I’m working on a self-coding project using Large Language Models (LLMs). I’ve chatted about this here. This post will look at some of the things I’ve learned and some ideas for further development.
Things That Work Well
Using LLMs to Generate Code and Tests
GPT4 is pretty good at writing 5-15 line functions in Python based on a request.
GPT3.5/4-turbo are good models for summarising existing text and structured requests such as writing docstrings or describing files.
GPT4 is also good for writing to Readme files and generating documentation. This can be useful for both humans (i.e., me when I come to inspect the code months later) and for the LLM, as we can feed sections of the Readme file back in as prompts. The Readme file and documentation thus become a data source for retrieval augmented generation (RAG).
Using Existing Project Files as LLM Prompt Context
A project will have lots of support and configuration files. We can reuse these to provide prompt context for our LLM agents. For example, the requirements.txt file indicates what Python packages are installed, and so is very useful for constraining LLM output.
Also we can use files like .gitignore to also exclude files from our prompt context generation.
Function Calling
The GPT function calling options introduced over the summer 2023 seem to work well. I find I’m using them when I need a specific output without verbal packaging. For example, I have a function calling definition to return generated code as a string and separate out the imports as a separate returned field. I also use function calling for agent flow – things like selecting an option from a set work well if you enumerate the options then use a function definition.
GitHub and GitHub API
The GitHub API (via PyGithub) works really well for fetching information (such as outstanding issues) and providing a framework to submit pull requests. We don’t need to reinvent the wheel – we can use a lot of the tools that have been developed to prevent inexperienced junior developers from messing up code bases to control the contributions of AI agents.

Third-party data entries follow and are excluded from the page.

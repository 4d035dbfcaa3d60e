#![forbid(unsafe_code)]
#![deny(
    warnings,
    clippy::all,
    clippy::pedantic,
    clippy::nursery,
    clippy::cargo
)]
#![allow(
    clippy::module_name_repetitions,
    clippy::missing_errors_doc,
    clippy::missing_panics_doc,
    clippy::result_large_err
)]

//! Attestation client.
//!
//! Routes chain events into time-boxed rounds, verifies them through
//! per-chain admission-controlled schedulers, and runs each round's
//! commit-reveal cycle over a deterministic Merkle root.
//
// Layers:
// - `attest_primitives`: hashing, Merkle, commit masks, attestation record
// - `attest_scheduler`: per-source admission, FIFO and retry delay queue
// - `attest_round`: round timing and state machine, submission encoding
// - this crate: sans-IO `RoundManager`, config, and the tokio driver

pub mod client;
pub mod clock;
pub mod config;
pub mod errors;
pub mod manager;
pub mod verifier;

pub use attest_primitives::{
    AttestationId, AttestationRequest, AttestationStatus, EventKey, Hash256, SourceId,
    Verification, VerificationStatus,
};
pub use attest_round::{Phase, RoundSchedule, Submission, SubmissionKind};
pub use attest_scheduler::{SourceLimits, VerifierError};
pub use client::{AttesterClient, ClientHandle};
pub use clock::{Clock, SystemClock, TokioClock};
pub use config::{AttesterConfig, SourceConfig};
pub use errors::ClientError;
pub use manager::{Advance, RoundManager};
pub use verifier::{RecordingSink, SinkError, SubmissionSink, Verifier};

pub const VERSION: &str = env!("CARGO_PKG_VERSION");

One approach I’ve been playing around with is setting up the “personality” of the programmatic requests to reflect an “AI” GitHub developer account. This can be achieved by creating an account and a personal access token. When editing the code base, this AI developer can create a new branch, edit the files, then submit a pull request. As well as in-project controls (discussed below), we can also use GitHub Actions to prevent merges until the code is stable.
Coding Tools
While LLMs are often great at generation, I’ve found them to be patchy at critical analysis of existing code. However, given a bit of code and a specific issue, they can normally iterate a working fix over 1-5 attempts.
Saying that, my own coding approach normally also goes:
- While coding – IDE warnings catch a fair amount of typos and type clashes.
- First attempt – doesn’t work, tests don’t run.
- Second attempt – fix bug in first attempt, tests run but fail.
- Third attempt – fix another bug, single test passes but I miss an edge case.
- Fourth attempt – add an edge case, single test passes, other project tests fail.
- Fifth attempt – fix code, single test passes and project tests pass. Deploy.
- Sixth attempt – someone catches a bug during deployment. Build a hotfix to fix. Go-to 0.
Luckily in the Python ecosystem there are a number of tools both humans and machines can use to get feedback and to automate common tasks. These tools include:
- iSort – sorts Python imports.
- Black – automatically formats code.
- Flake8 – lints – looks for easy syntax errors and style issues.
- Pylint – another linter but more indepth than Flake8.
- Bandit – looks for security issues in your code.
- Pytest – a better test runner than unittest.
- Coverage – this indicates which lines of your code are not covered by your tests.
- PydocStyle – now depreciated but checks docstrings.
- Ruff – this looks to be a drop-in fast replacement for some of the above written in Rust.
- Profiler – this looks at the speed of code.
- Sphinx – this generates documentation for the code from docstrings.
- Pre-Commit – automate checks using one or more of the tools above to run before every commit.
Now we can arrange for most of these tools to be run via either subprocess or to output to a file. The self-coding system then has programmatic access to the output, which it can use as automated feedback. Also certain tools like iSort, Black and Ruff offer automated code fixes and optimisations that can be run after LLM code generation.
Problems to Solve
Differentiated Agent Structure
In the code base I’m working towards this while trying to avoid too much effort in coding it up (as I want the code to develop itself).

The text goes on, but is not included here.